ここは千五六百年前、河童が中国方面より初めて日本に来て住み着いたと伝えられる濱である。この二個の石(碑の石材)はガラッパ石と呼ばれ、三百五十年来の橋石であった。或日、いたづら河童が付近の人より捕えられた時、この石がすり減って消える迄、いたづらはせぬと誓い、年に一度の祭を請うたので、住民は是の願を許し、祭を当日の五月十八日と定め、今でも「オレオレデーライタ河祭」と名づけて安年祭を行っている」

 

これは、千五六百年前に中国黄河流域から、この八代の球磨川にやってきた九千坊(くせんぼう)という河童のことです。九千匹の河童を引き連れてきたので、そう呼ばれます。

 

八代と中国は何かと縁があるようです。

中国三国時代、魏に敗れた呉(西暦230年頃)は魏に追われて、呉の難民がたどり着いたのが、この八代です。

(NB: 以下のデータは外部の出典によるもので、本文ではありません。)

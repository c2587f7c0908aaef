//! Error types for Feedscope services.

use thiserror::Error;

/// Result type alias using the Feedscope error type.
pub type Result<T> = std::result::Result<T, Error>;

/// Unified error type for Feedscope services.
///
/// The variants split into two user-visible classes: empty-precondition
/// errors (`EmptySession`, `NoAnalysis`) map to 404, collaborator and parse
/// failures map to 5xx. Handlers must preserve that distinction.
#[derive(Error, Debug)]
pub enum Error {
    /// Configuration error
    #[error("Configuration error: {0}")]
    Config(String),

    /// Report or reindex requested with no posts in the session
    #[error("No posts in session")]
    EmptySession,

    /// Results or digest requested before any batch was analyzed
    #[error("No analysis yet")]
    NoAnalysis,

    /// Analyzer output was not parseable as structured JSON
    #[error("Malformed analyzer output: {0}")]
    MalformedAnalysis(String),

    /// Analyzer collaborator call failed
    #[error("Analyzer error: {0}")]
    Analyzer(String),

    /// Vector index collaborator call failed
    #[error("Vector index error: {0}")]
    VectorIndex(String),

    /// Speech synthesizer collaborator call failed
    #[error("Speech synthesis error: {0}")]
    Speech(String),

    /// Internal error
    #[error("Internal error: {0}")]
    Internal(String),

    /// IO error
    #[error("IO error: {0}")]
    Io(#[from] std::io::Error),

    /// JSON serialization error
    #[error("JSON error: {0}")]
    Json(#[from] serde_json::Error),
}

impl Error {
    /// Check if this error is the not-found class (empty precondition).
    pub const fn is_not_found(&self) -> bool {
        matches!(self, Self::EmptySession | Self::NoAnalysis)
    }

    /// Get HTTP status code for this error.
    pub const fn status_code(&self) -> u16 {
        match self {
            Self::EmptySession | Self::NoAnalysis => 404,
            Self::MalformedAnalysis(_)
            | Self::Analyzer(_)
            | Self::VectorIndex(_)
            | Self::Speech(_) => 502,
            _ => 500,
        }
    }

    /// Stable machine-readable error code for API responses.
    pub const fn code(&self) -> &'static str {
        match self {
            Self::Config(_) => "CONFIG_ERROR",
            Self::EmptySession => "EMPTY_SESSION",
            Self::NoAnalysis => "NO_ANALYSIS",
            Self::MalformedAnalysis(_) => "MALFORMED_ANALYSIS",
            Self::Analyzer(_) => "ANALYZER_ERROR",
            Self::VectorIndex(_) => "VECTOR_INDEX_ERROR",
            Self::Speech(_) => "SPEECH_ERROR",
            Self::Internal(_) => "INTERNAL_ERROR",
            Self::Io(_) => "IO_ERROR",
            Self::Json(_) => "JSON_ERROR",
        }
    }
}

#[cfg(test)]
mod tests {
    use super::*;

    #[test]
    fn test_error_status_codes() {
        assert_eq!(Error::EmptySession.status_code(), 404);
        assert_eq!(Error::NoAnalysis.status_code(), 404);
        assert_eq!(Error::MalformedAnalysis("bad".into()).status_code(), 502);
        assert_eq!(Error::Analyzer("down".into()).status_code(), 502);
        assert_eq!(Error::VectorIndex("down".into()).status_code(), 502);
        assert_eq!(Error::Speech("down".into()).status_code(), 502);
        assert_eq!(Error::Internal("oops".into()).status_code(), 500);
    }

    #[test]
    fn test_not_found_class() {
        assert!(Error::EmptySession.is_not_found());
        assert!(Error::NoAnalysis.is_not_found());
        assert!(!Error::Analyzer("down".into()).is_not_found());
    }

    #[test]
    fn test_error_codes_are_stable() {
        assert_eq!(Error::EmptySession.code(), "EMPTY_SESSION");
        assert_eq!(Error::NoAnalysis.code(), "NO_ANALYSIS");
        assert_eq!(Error::MalformedAnalysis("x".into()).code(), "MALFORMED_ANALYSIS");
    }
}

それからおよそ二百年後に河童がやってきて、また、それから約二百年後(680年)、中国明州から妙見神が亀蛇(玄武)の背に乗ってこの八代にやってきました(妙見祭の起源)。

さて河童九千坊ですが、一族の河童たちは当初、民にいたずらしたり、家畜を川にひきずり込んだりして、住民たちを困らせていましたが、のちに改心して、水難を防いだり、住民を助けたりしました。

河童渡来の石碑の近くに「河童九千坊音頭」の石碑があります。その隣に河童と天女の像があります。

 

河童と天女の像

写真の右奥に見えるのが「河童九千坊音頭」の石碑です。

その「河童九千坊音頭」の三番の歌詞に

 

ハア 水の妖精九千坊の 

泳ぐ姿の粋なこと 

ちょいとスイスイ人助け 

まるで天女もひと目惚(めぼ)れ

ほんに八代よいところ

よいところ ソレ

 

というのがあります。

この像は天女が河童九千坊に一目惚れした像なのです。